PICTURE BOOKS Avoid clichés!

This month, Julie Sullivan gives a few hints to writers about what to avoid when submitting a picture book. 

Picture books are delightful to most of us and many adults still find themselves picking up one in a bookshop. Maybe because they look simple to write or illustrate, picture books attract novice authors and illustrators who want to create something memorable.

But watch out! Picture books are not as easy to do well as many beginners think at first.

What are some things to avoid? Well, publishers and agents who receive many manuscripts can give us an idea of what they see too often. 


Everyone loves animals in picture books right? Well, yes. But a couple of things to note. There are more animals as main characters in picture books than there are children from minority groups! Of course, using an animal is a way to get around the problem of excluding one group or another – any child can identify with a rabbit or a little bear. But at the very least, examine why you want to use an animal instead of a person. Is it necessary for your story or is it just to avoid problems?

Another pet peeve of some literary ‘gatekeepers’ is animals who, except for their physical shape, act exactly like people. Do they drink tea, go for bike rides, have schoolwork to do, argue over video games? Maybe they should be… people?!


Some of the most beloved books are in rhyme, starting with Mother Goose, so it can be a temptation to use rhyme when you are writing for the littlest audience – after all, they love rhyme and rhythm and can often recite rhyming books by heart. 

But be careful! Unless you really master rhyme and can use it naturally in your story, rhyme can hurt your manuscript more than it helps. Do your rhymes scan? If they are read aloud, do they sound right? Are the words that you use the ones a child understands? If your rhymes sound forced, no one will want them.

The biggest reason not to use rhyme is that it will make it a LOT harder for you to get published.


Are adults the main characters in the book? Don’t do this! It doesn’t matter how much you think Mum’s love, Dad’s jokes or Grandfather’s stories (even if Grandfather is an owl or Mum is a duck) should be the focus. Children want the children to be the main characters. No one likes being lectured to either – not even small children.


You already know that picture books are short. But did you know that they come in standard lengths? They are usually 32 pages long and at least four pages of that are not part of the story. They are rarely more than 1000 words. So no matter how much you love your words or your pictures, make sure yours tell a cohesive, engaging story within those limits. 

Plot and pacing

Some children’s books have virtually no plot at first glance. But they must include suspense, humour or surprise. Does yours? Is it fun? Does the child leave the book wanting to read it or hear it again? Does the ending fit with the rest of the book?

If it’s a read-aloud, will adults groan if they have to read it aloud a second time because it’s boring or the words are clunky? Beautiful illustrations will not save such a book.

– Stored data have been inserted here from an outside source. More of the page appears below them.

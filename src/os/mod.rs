use crate::error::{DeployError, DeployResult};
use crate::ssh::Remote;

#[derive(Debug, Clone, Copy, PartialEq, Eq)]
pub enum HostOs {
    /// Ubuntu and Debian (apt)
    Debian,
    /// Amazon Linux, Fedora, RHEL (dnf)
    RedHat,
}

impl HostOs {
    /// Auto-detect OS by reading /etc/os-release.
    pub async fn detect<R: Remote + ?Sized>(remote: &R) -> DeployResult<Self> {
        let output = remote.exec("cat /etc/os-release").await?;
        Self::from_os_release(&output)
    }

    pub fn from_os_release(content: &str) -> DeployResult<Self> {
        let field = |key: &str| {
            content.lines().find_map(|line| {
                line.strip_prefix(key)
                    .map(|v| v.trim_matches('"').to_string())
            })
        };

        let id = field("ID=").unwrap_or_default();
        if let Ok(os) = Self::from_id(&id) {
            return Ok(os);
        }

        // Derivatives name their parent in ID_LIKE
        let like = field("ID_LIKE=").unwrap_or_default();
        like.split_whitespace()
            .find_map(|parent| Self::from_id(parent).ok())
            .ok_or_else(|| {
                DeployError::Invalid(format!(
                    "unsupported host OS '{}'. Supported: ubuntu, debian, amzn, fedora, rhel",
                    id
                ))
            })
    }

    fn from_id(id: &str) -> DeployResult<Self> {
        match id {
            "ubuntu" | "debian" => Ok(HostOs::Debian),
            "amzn" | "fedora" | "rhel" | "centos" | "rocky" | "almalinux" => Ok(HostOs::RedHat),
            other => Err(DeployError::Invalid(format!("unsupported OS id '{}'", other))),
        }
    }

    pub fn install_postgres_cmd(&self) -> &'static str {
        match self {
            HostOs::Debian => {
                "sudo apt-get update -qq && sudo DEBIAN_FRONTEND=noninteractive apt-get install -y -qq postgresql postgresql-contrib"
            }
            // The data directory is not initialized by the package on RedHat-likes
            HostOs::RedHat => {
                "sudo dnf install -y -q postgresql15-server postgresql15 || sudo dnf install -y -q postgresql-server postgresql; \
                 sudo test -f /var/lib/pgsql/data/PG_VERSION || sudo postgresql-setup --initdb"
            }
        }
    }
}
use anyhow::Result;

use crate::config::{CommandKind, HmsgConfig, Settings};
use crate::deploy::instance::DockerCli;
use crate::error::DeployResult;
use crate::output;
use crate::shell;
use crate::ssh::steps::run_steps;
use crate::ssh::{Remote, RemoteStep, SshSession, StepResult};

const CONTAINER_FORMAT: &str = r"'table {{.Names}}\t{{.Status}}\t{{.Ports}}'";

pub async fn run(settings: &Settings) -> Result<()> {
    settings.require(CommandKind::Status)?;
    let target = settings.target()?;

    output::header(&format!("Status of {}", target.host_address));

    let session = SshSession::open(&target).await?;
    let result = query(&session, &settings.config).await;
    let closed = session.close().await;

    for step in result? {
        output::field(&step.description, "");
        output::block(&step.output.combined());
    }
    closed?;
    Ok(())
}

/// Read-only checks. Individual failures are shown as output; only a broken
/// session is an error.
pub async fn query<R: Remote + ?Sized>(remote: &R, config: &HmsgConfig) -> DeployResult<Vec<StepResult>> {
    let docker = DockerCli::resolve_lenient(remote).await?;
    let config_file = shell::quote_path(&config.config_file());

    let steps = [
        RemoteStep::best_effort(
            "Containers",
            docker.cmd(&format!("ps -a --filter name=hmsg- --format {}", CONTAINER_FORMAT)),
        ),
        RemoteStep::best_effort("PostgreSQL", "systemctl is-active postgresql"),
        RemoteStep::best_effort(
            "Database config",
            format!("ls -l {}", config_file),
        ),
        RemoteStep::best_effort("Disk", "df -h /"),
    ];
    run_steps(remote, &steps).await
}

#[cfg(test)]
mod tests {
    use super::*;
    use crate::ssh::fake::FakeRemote;
    use crate::ssh::CommandOutput;

    #[tokio::test]
    async fn reports_every_check_even_when_some_fail() {
        let remote = FakeRemote::new()
            .on("systemctl is-active", CommandOutput::failed(3, "inactive"))
            .on("docker ps", CommandOutput::ok("NAMES STATUS PORTS\nhmsg-staging Up 2 hours"));

        let results = query(&remote, &HmsgConfig::default()).await.unwrap();
        let names: Vec<&str> = results.iter().map(|r| r.description.as_str()).collect();
        assert_eq!(names, ["Containers", "PostgreSQL", "Database config", "Disk"]);
        assert!(results[0].output.stdout.contains("hmsg-staging"));
        assert!(!results[1].ok());
    }

    #[tokio::test]
    async fn unreachable_host_is_a_transport_error() {
        let err = query(&FakeRemote::unreachable(), &HmsgConfig::default())
            .await
            .unwrap_err();
        assert!(err.is_transport());
        assert!(err.to_string().starts_with("cannot reach host"));
    }

    #[tokio::test]
    async fn broken_daemon_still_queries() {
        let remote = FakeRemote::new().on("docker info", CommandOutput::failed(1, "no daemon"));
        let results = query(&remote, &HmsgConfig::default()).await.unwrap();
        assert_eq!(results.len(), 4);
        assert!(remote.commands().iter().any(|c| c.starts_with("docker ps -a")));
    }
}
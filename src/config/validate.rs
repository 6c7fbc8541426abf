use super::HmsgConfig;
use crate::error::{DeployError, DeployResult};

/// Lowercase SQL identifier; PostgreSQL folds unquoted names to lowercase.
pub fn is_sql_identifier(s: &str) -> bool {
    let mut chars = s.chars();
    match chars.next() {
        Some(c) if c.is_ascii_lowercase() || c == '_' => {}
        _ => return false,
    }
    chars.all(|c| c.is_ascii_lowercase() || c.is_ascii_digit() || c == '_')
}

fn is_safe_path(s: &str) -> bool {
    !s.is_empty() && !s.contains(['"', '`', '$', '\\', '\n'])
}

pub fn validate(config: &HmsgConfig) -> DeployResult<()> {
    let invalid = |msg: String| Err(DeployError::Invalid(msg));

    if config.app.name.is_empty() {
        return invalid("app.name cannot be empty".to_string());
    }

    if config.app.platform.is_empty() {
        return invalid("app.platform cannot be empty".to_string());
    }

    for (field, value) in [
        ("database.name", &config.database.name),
        ("database.user", &config.database.user),
    ] {
        if !is_sql_identifier(value) {
            return invalid(format!(
                "{} '{}' must match [a-z_][a-z0-9_]*",
                field, value
            ));
        }
    }

    if config.database.host.is_empty() {
        return invalid("database.host cannot be empty".to_string());
    }

    for net in &config.database.networks {
        if !net.contains('/') || net.contains(char::is_whitespace) {
            return invalid(format!("database.networks entry '{}' is not a CIDR", net));
        }
    }

    for (field, value) in [
        ("remote.app_root", &config.remote.app_root),
        ("remote.config_dir", &config.remote.config_dir),
    ] {
        if !is_safe_path(value) {
            return invalid(format!("{} '{}' is not a usable path", field, value));
        }
    }

    if config.verify.db_attempts == 0 {
        return invalid("verify.db_attempts must be at least 1".to_string());
    }

    if config.verify.container_attempts == 0 {
        return invalid("verify.container_attempts must be at least 1".to_string());
    }

    Ok(())
}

Also, think about what overall message you are giving with the story. It’s not just a simple plot. Does it convey a meaning too? The most memorable books do have a message. 


If you are a writer, but not the illustrator, then first of all good luck! You will need it to get your picture book published as most publishing houses now have a strong preference for author-illustrators (and the royalties don’t need to be shared that way, either). However, if your heart is set on writing a picture book and you feel passionate about your project, carry on. Be sure to imagine the pictures for each page of the book, to make sure the illustrator has something to work on: action or something that can be illustrated that is different from the page before. And making a book dummy is a good idea – sometimes something works better after a page-turn.

Advice for illustrators, from Natascha Biebow
Word to the wise

The most important thing you can do to make your own book better is to read. Read lots and lots and lots of good picture books. Analyse them and figure out why they work, why you love them, why someone would pick them up in a bookshop. 

Then take out that blank piece of paper and get going!

*Illustrations (top to bottom)

Beatrix Potter's Peter Rabbit (published 1902)

Yawn by Patricia Hegarty, illustrations by Teresa Bellón

Reader illustration by Mohamed Hassan on pxhere


Julie Sullivan tried to write a picture book once. The experiment left her with a healthy respect for picture book authors and illustrators.


  1. Thank you, I have written one children's story book with pictures that I have self published on Amazon. This has given me some great advice for the next one. Mine do focus on the children.